Scoring conciliation

Chris Reid: Chamber Landscapes, L'Orfeo, Eighth Blackbird


William Barton William Barton
photo courtesy Adelaide Festival of Arts 2017

This year’s Adelaide Festival music program spanned a 400-year musical trajectory, encompassing one of the very earliest and greatest operas, Monteverdi’s L’Orfeo (1607), Handel’s masterpiece Saul (1738), the 19th century romanticism of Schubert and Brahms, and a tiny but engaging survey of contemporary composition delivered by US ensemble Eighth Blackbird. The centrepiece of this festival’s classical music program was Adelaide pianist and author Anna Goldsworthy’s Chamber Landscapes festival-within-a-festival, juxtaposing Schubert with contemporary Australian composers.

The 2017 Adelaide Festival particularly acknowledged Australia’s Indigenous and colonial history and culture in a number of performances, notably the monumental theatrical work The Secret River and the rock concert 1967: Music in the Key of Yes. Launched at the recent Sydney Festival, it’s a showcase of selected hits by Indigenous Australian and American artists drawn from the last 50 years. In aggregate, the songs revealed the strongly political agenda that can be found in popular music. The guest appearance of William Barton, singing and playing the yidaki [the traditional Arnhem Land didjeridu] and guitar, enriched the Adelaide performance.
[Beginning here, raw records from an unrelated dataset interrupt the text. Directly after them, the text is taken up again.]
// Tabula: step-through LL(1) parser for a parenthesized lambda language

use std::fs;
use std::io;
use std::path::Path;

use crossterm::{
    execute,
    terminal::{disable_raw_mode, enable_raw_mode, EnterAlternateScreen, LeaveAlternateScreen},
};
use ratatui::{backend::CrosstermBackend, Terminal};

use tabula::constants::SNAPSHOT_MEMORY_LIMIT;
use tabula::parser::parse_source;
use tabula::samples::run_samples;
use tabula::session::ParseSession;
use tabula::ui::App;

/// What the command line asked for
enum Command {
    File { path: String, print: bool },
    Inline { source: String, print: bool },
    Samples,
}

fn parse_args(args: &[String]) -> Option<Command> {
    let mut print = false;
    let mut samples = false;
    let mut inline = None;
    let mut path = None;

    let mut rest = args.iter().skip(1);
    while let Some(arg) = rest.next() {
        match arg.as_str() {
            "--print" => print = true,
            "--samples" => samples = true,
            "-e" => inline = Some(rest.next()?.clone()),
            flag if flag.starts_with('-') => return None,
            file => {
                if path.replace(file.to_string()).is_some() {
                    return None;
                }
            }
        }
    }

    match (samples, inline, path) {
        (true, None, None) if !print => Some(Command::Samples),
        (false, Some(source), None) => Some(Command::Inline { source, print }),
        (false, None, Some(path)) => Some(Command::File { path, print }),
        _ => None,
    }
}

fn usage(program_name: &str) -> ! {
    eprintln!("Usage: {} [--print] <file>", program_name);
    eprintln!("       {} [--print] -e <expr>", program_name);
    eprintln!("       {} --samples", program_name);
    eprintln!();
    eprintln!("Examples:");
    eprintln!("  {} -e '(≜ f (λ x (+ x 1)) (f 41))'", program_name);
    eprintln!("  {} --print program.lam     # print the AST, no TUI", program_name);
    eprintln!("  {} --samples               # run the built-in samples", program_name);
    std::process::exit(1);
}

fn main() -> Result<(), Box<dyn std::error::Error>> {
    let args: Vec<String> = std::env::args().collect();
    let program_name = args.first().map(|s| s.as_str()).unwrap_or("tabula");

    let command = match parse_args(&args) {
        Some(command) => command,
        None => usage(program_name),
    };

    let (source, print) = match command {
        Command::Samples => {
            let reports = run_samples();
            let failed = reports.iter().filter(|r| !r.passed()).count();
            for report in &reports {
                println!("{}", report);
            }
            eprintln!("{} samples, {} failed", reports.len(), failed);
            if failed > 0 {
                std::process::exit(1);
            }
            return Ok(());
        }
        Command::Inline { source, print } => (source, print),
        Command::File { path, print } => {
            if !Path::new(&path).exists() {
                eprintln!("Error: File '{}' not found", path);
                usage(program_name);
            }
            eprintln!("Reading {}...", path);
            (fs::read_to_string(&path)?, print)
        }
    };

    if print {
        match parse_source(&source) {
            Ok(node) => {
                println!("{}", node);
                for line in node.tree_lines() {
                    println!("{}", line);
                }
                return Ok(());
            }
            Err(e) => {
                eprintln!("Error: {}", e);
                std::process::exit(1);
            }
        }
    }

    eprintln!("Parsing...");
    let session = ParseSession::trace(&source, SNAPSHOT_MEMORY_LIMIT);
    match session.outcome() {
        Ok(node) => eprintln!("Parsed successfully: {}", node),
        Err(e) => {
            eprintln!("Error: {}", e);
            eprintln!("Entering TUI with partial parse history...");
        }
    }
    eprintln!("Total snapshots: {}", session.total_snapshots());
    if session.is_truncated() {
        eprintln!("Warning: snapshot memory limit reached, history is incomplete");
    }

    // Set up terminal
    enable_raw_mode()?;
    let mut stdout = io::stdout();
    execute!(stdout, EnterAlternateScreen)?;
    let backend = CrosstermBackend::new(stdout);
    let mut terminal = Terminal::new(backend)?;

    // Create and run app
    let mut app = App::new(session);
    let res = app.run(&mut terminal);

    // Restore terminal
    disable_raw_mode()?;
    execute!(terminal.backend_mut(), LeaveAlternateScreen)?;
    terminal.show_cursor()?;

    if let Err(err) = res {
        eprintln!("Error: {:?}", err);
    }

    Ok(())
}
The emotionally charged concert generated a strong sense of community between the performers and a predominantly non-Indigenous audience.

Anna Goldsworthy, curator, Chamber Landscapes, Adelaide Festival of Arts 2017 Anna Goldsworthy, curator, Chamber Landscapes, Adelaide Festival of Arts 2017
photo Tony Lewis

Chamber Landscapes

Chamber Landscapes curator Anna Goldsworthy’s immersive four-day series of concerts and panel discussions was an outstanding element of the Adelaide Festival’s music program, with Schubert as the central composer, but featuring significant contemporary Australian works. The intimate UKARIA concert hall in the Adelaide Hills is the perfect setting for such a series, its wondrous acoustics enabling the audience to hear clearly every sonic nuance. The sound seems visceral so that one almost enters a trance-like state. The Australian String Quartet’s magnificent performance of Schubert’s String Quartet in G, D887, completed shortly before his death, was superb, the magnificent sound and setting enticing the audience into Schubertian introspection.

The Chamber Landscapes program included significant new works by Indigenous composer-performers Deborah Cheetham and William Barton. Soprano Deborah Cheetham, who is one of the Stolen Generation, introduced her work "Eumeralla Prelude," for soprano, piano and string quartet, by indicating that it constitutes the first part of a much larger work she is developing, a war requiem intended to acknowledge the lives lost through the colonisation of Australia. She acknowledged the influence of the great requiems of the Western canon, especially Benjamin Britten’s War Requiem, and said that her work is dedicated to peace and is intended both to draw attention to the history and impact of colonisation and to enable participation in performance by descendants of its survivors. Performed by Cheetham herself with the ASQ and pianist Toni Lalich, "Eumeralla Prelude" is an eloquent, highly accomplished composition, magisterial in its musical ambitions and its transformative potential. Just these preliminary elements are sufficient to establish a new musical paradigm in Australia— the adaptation by an Indigenous person of a traditional Western form to the reconsideration of Australian history.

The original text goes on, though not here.